At the Medical School, they were told to wait, and my God, they sat there until a quarter after five. Gaylen, in considerable pain, finally stood up and told the women he would wait no longer. Grace said good-bye at the motel. Grace said, Call me if I can help you, and went home thinking they could lay her out next to a basket case and little to choose. (490-1)
Here is Barry Farrell, a journalist working with Larry Schiller on a Playboy interview with Gary, reflecting on Gary’s decision to give his eyes to a young man:
By God, was Gary like Harry Truman, mediocrity enlarged by history? Christ, he had even become the owner of a cottage industry: the precise remains of Gary Gilmore. That, to Farrell, was more impressive than any ability to steer a firm course toward execution. Farrell had not been much impressed by that bravery. Gilmore, he thought, had a total contempt for life, his life, your life, anyone’s life. Waived his own away because it was a boss thing to do, showdown shit, pure pathology that came out of long years of playing chicken with prison authorities. Yet, now, overnight new celebrity, movie star without porfolio, Gilmore was responding humanely to all the attention, actually functioning like a decent man. Those eyes redeemed the scene. (858)
Lucinda, a recent English graduate employed as a typist, captures the character of the US media:
On Saturday night, she did take a break and turned on the TV. There was “Saturday Night Live.” They had a parody of Gary Gilmore. The case was putting makeup on an actor playing the convict and the director kept saying, “A little more light over here, a little more eye shadow.” They were getting him ready to be shot for the camera. Very sarcastic. Kept putting on the makeup. She never thought television would be this weird. She had always thought “existential” was an odd word, but it now was so bleak and cold outside, just a little bit of eternal snow on the ground, and she felt as if no one had ever gone out of this motel with these Xerox machines, and the typewriters (910).

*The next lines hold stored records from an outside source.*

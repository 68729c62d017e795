use strum::{Display, EnumString};

/// Supported side-channel log formats.
#[derive(Debug, Clone, Copy, Default, PartialEq, Eq, EnumString, Display)]
#[strum(serialize_all = "snake_case", ascii_case_insensitive)]
pub enum LogFormat {
    /// One `[timestamp] [LEVEL] message` line per event.
    #[default]
    Plain,
    /// Structured JSON suitable for ingestion by logging stacks.
    Json,
    /// Human-readable single line output in the `tracing` compact style.
    Compact,
}

/// Errors encountered while parsing a [`LogFormat`] from text.
pub type LogFormatParseError = strum::ParseError;
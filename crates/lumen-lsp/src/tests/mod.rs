//! Behavioural tests for the LSP endpoint.

mod support;
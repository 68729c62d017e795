//! Process wiring for the lumen language server endpoint.
//!
//! Bootstrap resolves configuration and installs the side-channel log before
//! the protocol loop takes over stdin and stdout. Nothing but protocol frames
//! is ever written to stdout.

mod bootstrap;
mod telemetry;

pub use bootstrap::{
    BootstrapError, ConfigLoader, Endpoint, StaticConfigLoader, SystemConfigLoader,
    bootstrap_with,
};
pub use telemetry::{TelemetryError, TelemetryHandle};
//! Byte-stream server loop.
//!
//! [`Connection`] owns the codec, the session and the output sink, so frames
//! are written whole and in order without any locking. [`serve`] drives a
//! connection from a blocking reader such as stdin.

use std::io::{self, Read, Write};

use lumen_config::{Config, MalformedPolicy, UnknownMethodPolicy};
use thiserror::Error;
use tracing::{debug, error, info, warn};

use crate::dispatch::{Dispatch, Dispatcher};
use crate::framing::{FrameCodec, FramingError, frame};
use crate::message::{
    EnvelopeDecodeError, ErrorCode, ResponseError, ResponseMessage, decode_envelope,
};
use crate::session::{Phase, Session};

/// Log target for the server loop.
pub(crate) const SERVER_TARGET: &str = "lumen_lsp::server";

const READ_CHUNK_SIZE: usize = 8 * 1024;

/// Protocol policies applied by a connection.
#[derive(Debug, Clone, Copy, Default, PartialEq, Eq)]
pub struct ServeOptions {
    /// Reaction to bodies that are not valid requests.
    pub malformed_messages: MalformedPolicy,
    /// Reaction to unrecognised methods.
    pub unknown_methods: UnknownMethodPolicy,
}

impl ServeOptions {
    /// Takes both policies from the resolved configuration.
    #[must_use]
    pub fn from_config(config: &Config) -> Self {
        Self {
            malformed_messages: config.malformed_messages(),
            unknown_methods: config.unknown_methods(),
        }
    }
}

/// How a connection finished without error.
#[derive(Debug, Clone, Copy, PartialEq, Eq)]
pub enum Termination {
    /// `shutdown` was answered.
    Shutdown,
    /// `exit` arrived; `graceful` records whether `shutdown` preceded it.
    Exit {
        /// Whether `shutdown` was accepted first.
        graceful: bool,
    },
    /// The input stream closed.
    EndOfInput,
}

impl Termination {
    /// Process exit status for this termination.
    #[must_use]
    pub const fn exit_code(self) -> u8 {
        match self {
            Self::Shutdown | Self::EndOfInput | Self::Exit { graceful: true } => 0,
            Self::Exit { graceful: false } => 1,
        }
    }
}

/// Failures that end a connection.
#[derive(Debug, Error)]
pub enum ServeError {
    /// The header block could not be parsed.
    #[error("framing error: {0}")]
    Framing(#[from] FramingError),

    /// A body was not a valid request and the policy does not recover.
    #[error(transparent)]
    Envelope(#[from] EnvelopeDecodeError),

    /// A response could not be serialised.
    #[error("failed to encode response: {0}")]
    Encode(#[source] serde_json::Error),

    /// Reading input or writing output failed.
    #[error("I/O error: {0}")]
    Io(#[from] io::Error),
}

/// Writes framed responses to an output sink.
#[derive(Debug)]
pub struct FrameWriter<W> {
    writer: W,
}

impl<W> FrameWriter<W>
where
    W: Write,
{
    /// Wraps an output sink.
    #[must_use]
    pub fn new(writer: W) -> Self {
        Self { writer }
    }

    /// Writes one framed response and flushes it.
    ///
    /// # Errors
    ///
    /// Returns [`ServeError::Encode`] when the response cannot be serialised
    /// and [`ServeError::Io`] when the sink fails.
    pub fn send(&mut self, response: &ResponseMessage) -> Result<(), ServeError> {
        let body = response.encode().map_err(ServeError::Encode)?;
        self.writer.write_all(&frame(body.as_bytes()))?;
        self.writer.flush()?;
        Ok(())
    }

    /// Borrows the wrapped sink.
    #[must_use]
    pub fn get_ref(&self) -> &W {
        &self.writer
    }

    /// Returns the wrapped sink.
    pub fn into_inner(self) -> W {
        self.writer
    }
}

/// One client connection: codec, session, dispatcher and output sink.
#[derive(Debug)]
pub struct Connection<W> {
    codec: FrameCodec,
    session: Session,
    dispatcher: Dispatcher,
    malformed_messages: MalformedPolicy,
    writer: FrameWriter<W>,
}

impl<W> Connection<W>
where
    W: Write,
{
    /// Opens a connection writing responses to `output`.
    #[must_use]
    pub fn new(output: W, options: ServeOptions) -> Self {
        Self {
            codec: FrameCodec::new(),
            session: Session::new(),
            dispatcher: Dispatcher::new(options.unknown_methods),
            malformed_messages: options.malformed_messages,
            writer: FrameWriter::new(output),
        }
    }

    /// The connection's session state.
    #[must_use]
    pub fn session(&self) -> &Session {
        &self.session
    }

    /// Feeds raw input and handles every message it completes.
    ///
    /// Returns `Some` once the session has finished. Input that arrives
    /// after the session has exited is discarded without being decoded.
    ///
    /// # Errors
    ///
    /// Returns a [`ServeError`] for framing failures, unrecovered envelope
    /// failures, and output errors.
    pub fn receive(&mut self, chunk: &[u8]) -> Result<Option<Termination>, ServeError> {
        if self.session.phase() == Phase::Exited {
            debug!(target: SERVER_TARGET, bytes = chunk.len(), "discarding input after exit");
            return Ok(None);
        }
        let bodies = self.codec.feed(chunk).inspect_err(|error| {
            error!(target: SERVER_TARGET, %error, "unrecoverable framing error");
        })?;
        for body in bodies {
            if let Some(termination) = self.handle_body(&body)? {
                return Ok(Some(termination));
            }
        }
        Ok(None)
    }

    /// Records that the input closed.
    #[must_use]
    pub fn end_of_input(&self) -> Termination {
        let pending = self.codec.buffered_len();
        if pending > 0 {
            warn!(
                target: SERVER_TARGET,
                pending,
                "input ended inside an incomplete frame"
            );
        }
        info!(target: SERVER_TARGET, phase = %self.session.phase(), "input closed");
        Termination::EndOfInput
    }

    /// Borrows the output sink.
    #[must_use]
    pub fn output(&self) -> &W {
        self.writer.get_ref()
    }

    /// Returns the output sink.
    pub fn into_writer(self) -> W {
        self.writer.into_inner()
    }

    fn handle_body(&mut self, body: &str) -> Result<Option<Termination>, ServeError> {
        debug!(target: SERVER_TARGET, body, "inbound message");
        let request = match decode_envelope(body) {
            Ok(request) => request,
            Err(error) => return self.malformed(error).map(|()| None),
        };

        match self.dispatcher.handle(&mut self.session, request) {
            Dispatch::Respond(response) => {
                self.writer.send(&response)?;
                Ok(None)
            }
            Dispatch::Silent => Ok(None),
            Dispatch::Shutdown(response) => {
                if let Some(reply) = response.as_ref() {
                    self.writer.send(reply)?;
                }
                self.session.exit();
                info!(target: SERVER_TARGET, "shutdown complete");
                Ok(Some(Termination::Shutdown))
            }
            Dispatch::Exit { graceful } => Ok(Some(Termination::Exit { graceful })),
        }
    }

    fn malformed(&mut self, error: EnvelopeDecodeError) -> Result<(), ServeError> {
        error!(target: SERVER_TARGET, body = error.text(), "malformed message");
        error!(target: SERVER_TARGET, fault = %error.fault(), "{error}");

        let id = match (self.malformed_messages, error.recoverable_id()) {
            (MalformedPolicy::Reject, Some(id)) => id.clone(),
            _ => return Err(ServeError::Envelope(error)),
        };
        let response = ResponseMessage::failure(
            Some(id),
            ResponseError::new(ErrorCode::InvalidRequest, error.fault().to_string()),
        );
        self.writer.send(&response)
    }
}

/// Serves one connection until it finishes or fails.
///
/// Input is read in chunks of whatever size the reader yields; output frames
/// are flushed one response at a time.
///
/// # Errors
///
/// Returns a [`ServeError`] when the stream cannot be parsed, a body is
/// rejected under [`MalformedPolicy::Terminate`], or I/O fails.
pub fn serve<R, W>(mut input: R, output: W, options: ServeOptions) -> Result<Termination, ServeError>
where
    R: Read,
    W: Write,
{
    let mut connection = Connection::new(output, options);
    let mut buffer = vec![0_u8; READ_CHUNK_SIZE];
    info!(target: SERVER_TARGET, ?options, "serving connection");

    loop {
        let read = match input.read(&mut buffer) {
            Ok(0) => return Ok(connection.end_of_input()),
            Ok(read) => read,
            Err(error) if error.kind() == io::ErrorKind::Interrupted => continue,
            Err(error) => return Err(error.into()),
        };
        let chunk = buffer.get(..read).unwrap_or_default();
        if let Some(termination) = connection.receive(chunk)? {
            return Ok(termination);
        }
    }
}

Exhaustive and exhausting, the effect of these passage – and there are thousands of them – is to portray America from hundreds of angles. Gilmore’s crimes and execution provide a scaffolding to illustrate a people and a way of life. It is not the mythological America of the city on the hill, but a far harsher place where acts of generosity, sympathy, and love are that much more uplifting.
Perhaps Mailer’s most remarkable achievement is that he never makes Gilmore sympathetic despite Gary’s charm and his gifts as an artist and a writer. The love story with Nicole is complex and troubling and Gilmore is ultimately revealed as a manipulator and egoist. What Mailer does accomplish is to make Gilmore understandable, shaped by the American justice system, but never entirely reduced to his environment.